- Your instructions
After finding the line that contains "the wrong place" in the entries below, retype it and every following line precisely, the last included.

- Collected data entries
++++++
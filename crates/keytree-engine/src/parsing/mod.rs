use std::sync::OnceLock;

use regex::Regex;

use crate::tree::{COMMENT_MARKER, INDENT_UNIT, SectionId, SectionTree, VALUE_SEPARATOR};

/// Classification of a single raw line containing only local facts.
///
/// Blank and comment lines carry no structure of their own; the
/// reattachment decision for an entry line needs the tree state and is
/// made in [`parse_lines`].
#[derive(Debug, Clone, PartialEq, Eq)]
pub enum LineClass {
    /// Whitespace only. Structural separator, never stored as data.
    Blank,
    /// The text after the comment marker, not re-trimmed.
    Comment { text: String },
    /// A `key: value` entry. A line with no separator still classifies
    /// as an entry: the whole trimmed line as key, empty value.
    Entry { key: String, value: String },
}

/// Classify one raw line. Never rejects: every non-blank, non-comment
/// line produces an entry, however degenerate.
pub fn classify(line: &str) -> LineClass {
    let trimmed = line.trim();
    if trimmed.is_empty() {
        return LineClass::Blank;
    }
    if let Some(text) = trimmed.strip_prefix(COMMENT_MARKER) {
        return LineClass::Comment {
            text: text.to_string(),
        };
    }
    match trimmed.find(VALUE_SEPARATOR) {
        Some(at) => LineClass::Entry {
            key: trimmed[..at].to_string(),
            value: value_of(line),
        },
        None => LineClass::Entry {
            key: trimmed.to_string(),
            value: String::new(),
        },
    }
}

/// Everything after the first separator, minus one following whitespace
/// if present. Works on the untrimmed line so trailing whitespace in
/// the value survives.
fn value_of(line: &str) -> String {
    static VALUE_PREFIX: OnceLock<Regex> = OnceLock::new();
    let re = VALUE_PREFIX
        .get_or_init(|| Regex::new(r"^.*?:\s?").expect("invalid value prefix regex"));
    re.replace(line, "").into_owned()
}

/// Populate the subtree under `root` from a raw line sequence.
///
/// Comment lines buffer until the next entry claims them; comments
/// still pending after the last line become `root`'s own unattached
/// comments. Blank lines are skipped outright; they are regenerated on
/// write, not stored.
pub fn parse_lines<I, S>(tree: &mut SectionTree, root: SectionId, lines: I)
where
    I: IntoIterator<Item = S>,
    S: AsRef<str>,
{
    let mut pending: Vec<String> = Vec::new();
    let mut last = root;
    for line in lines {
        let line = line.as_ref();
        match classify(line) {
            LineClass::Blank => {}
            LineClass::Comment { text } => pending.push(text),
            LineClass::Entry { key, value } => {
                let parent = parent_for(tree, root, line, last);
                let child = tree.add_child(parent, &key, &value);
                tree.comments_mut(child).set(pending.drain(..));
                last = child;
            }
        }
    }
    if !pending.is_empty() {
        tree.comments_mut(root).append_all(pending);
    }
}

/// Pick the parent for an entry line by walking the ancestor chain up
/// from the most recently created section.
///
/// Each candidate's expected prefix is the indentation unit repeated
/// once per ancestor of the candidate, which is exactly the
/// indentation its children carry. The first candidate whose prefix starts the
/// untrimmed line wins; the root's empty prefix matches anything, so
/// indentation may jump any number of levels in either direction
/// between consecutive lines. O(depth) per entry line, not constant.
fn parent_for(tree: &SectionTree, root: SectionId, line: &str, last: SectionId) -> SectionId {
    let mut candidate = last;
    while candidate != root {
        let prefix = INDENT_UNIT.repeat(tree.count_parents(candidate));
        if line.starts_with(&prefix) {
            return candidate;
        }
        match tree.parent(candidate) {
            Some(parent) => candidate = parent,
            None => break,
        }
    }
    root
}

#[cfg(test)]
mod tests {
    use super::*;
    use pretty_assertions::assert_eq;

    fn parse(lines: &[&str]) -> SectionTree {
        let mut tree = SectionTree::new("doc");
        let root = tree.root();
        parse_lines(&mut tree, root, lines);
        tree
    }

    #[test]
    fn classify_blank_and_whitespace_lines() {
        assert_eq!(LineClass::Blank, classify(""));
        assert_eq!(LineClass::Blank, classify("   \t"));
    }

    #[test]
    fn classify_comment_strips_marker_without_retrimming() {
        assert_eq!(
            LineClass::Comment {
                text: " leading space kept".to_string()
            },
            classify("# leading space kept")
        );
        // indented comments classify the same way
        assert_eq!(
            LineClass::Comment {
                text: "indented".to_string()
            },
            classify("    #indented")
        );
    }

    #[test]
    fn classify_entry_splits_on_first_separator() {
        assert_eq!(
            LineClass::Entry {
                key: "key".to_string(),
                value: "value: with colon".to_string()
            },
            classify("key: value: with colon")
        );
    }

    #[test]
    fn classify_entry_consumes_at_most_one_space_after_separator() {
        assert_eq!(
            LineClass::Entry {
                key: "key".to_string(),
                value: " doubly spaced".to_string()
            },
            classify("key:  doubly spaced")
        );
        assert_eq!(
            LineClass::Entry {
                key: "key".to_string(),
                value: "tight".to_string()
            },
            classify("key:tight")
        );
    }

    #[test]
    fn classify_entry_without_separator_is_degenerate_not_rejected() {
        assert_eq!(
            LineClass::Entry {
                key: "no separator here".to_string(),
                value: String::new()
            },
            classify("  no separator here")
        );
    }

    #[test]
    fn parses_nested_entries() {
        let tree = parse(&["key: value", "", "  inner: inner value"]);
        let key = tree.get(tree.root(), &["key"]).unwrap();
        let inner = tree.get(tree.root(), &["key", "inner"]).unwrap();
        assert_eq!("value", tree.value(key));
        assert_eq!("inner value", tree.value(inner));
        assert_eq!(2, tree.count_parents(inner));
    }

    #[test]
    fn indentation_jump_down_to_root_reattaches_without_blank_line() {
        let tree = parse(&[
            "a: 1",
            "  b: 2",
            "    c: 3",
            "      d: 4",
            "e: 5",
        ]);
        let e = tree.get(tree.root(), &["e"]).unwrap();
        assert_eq!(Some(tree.root()), tree.parent(e));
    }

    #[test]
    fn indentation_jump_to_intermediate_depth_reattaches_there() {
        let tree = parse(&["a: 1", "  b: 2", "    c: 3", "  d: 4"]);
        let d = tree.get(tree.root(), &["a", "d"]).unwrap();
        assert_eq!("4", tree.value(d));
        assert!(!tree.section_exists(tree.root(), &["a", "b", "d"]));
    }

    #[test]
    fn over_indented_entry_attaches_to_last_created_section() {
        // a jump deeper than one level still nests under the previous entry
        let tree = parse(&["a: 1", "        deep: 2"]);
        assert!(tree.section_exists(tree.root(), &["a", "deep"]));
    }

    #[test]
    fn comments_attach_to_the_next_entry() {
        let tree = parse(&["#first", "#second", "key: value"]);
        let key = tree.get(tree.root(), &["key"]).unwrap();
        assert_eq!(
            ["first", "second"].as_slice(),
            tree.comments(key).lines()
        );
    }

    #[test]
    fn trailing_comments_belong_to_the_document_root() {
        let tree = parse(&["key: value", "#dangling one", "#dangling two"]);
        assert_eq!(
            ["dangling one", "dangling two"].as_slice(),
            tree.comments(tree.root()).lines()
        );
    }

    #[test]
    fn duplicate_keys_replace_earlier_siblings() {
        let tree = parse(&["key: first", "key: second"]);
        let key = tree.get(tree.root(), &["key"]).unwrap();
        assert_eq!("second", tree.value(key));
        assert_eq!(1, tree.child_count(tree.root()));
    }

    #[test]
    fn separator_inside_a_key_corrupts_structure_on_reparse() {
        // nothing but line breaks is escaped, so a key written through
        // the API with a literal separator splits at the wrong place
        // when its serialized line comes back through the parser
        let tree = parse(&["a:b: v"]);
        assert!(!tree.section_exists(tree.root(), &["a:b"]));
        let a = tree.get(tree.root(), &["a"]).unwrap();
        assert_eq!("b: v", tree.value(a));
    }
}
++++++
- Problem solution
        // the API with a literal separator splits at the wrong place
        // when its serialized line comes back through the parser
        let tree = parse(&["a:b: v"]);
        assert!(!tree.section_exists(tree.root(), &["a:b"]));
        let a = tree.get(tree.root(), &["a"]).unwrap();
        assert_eq!("b: v", tree.value(a));
    }
}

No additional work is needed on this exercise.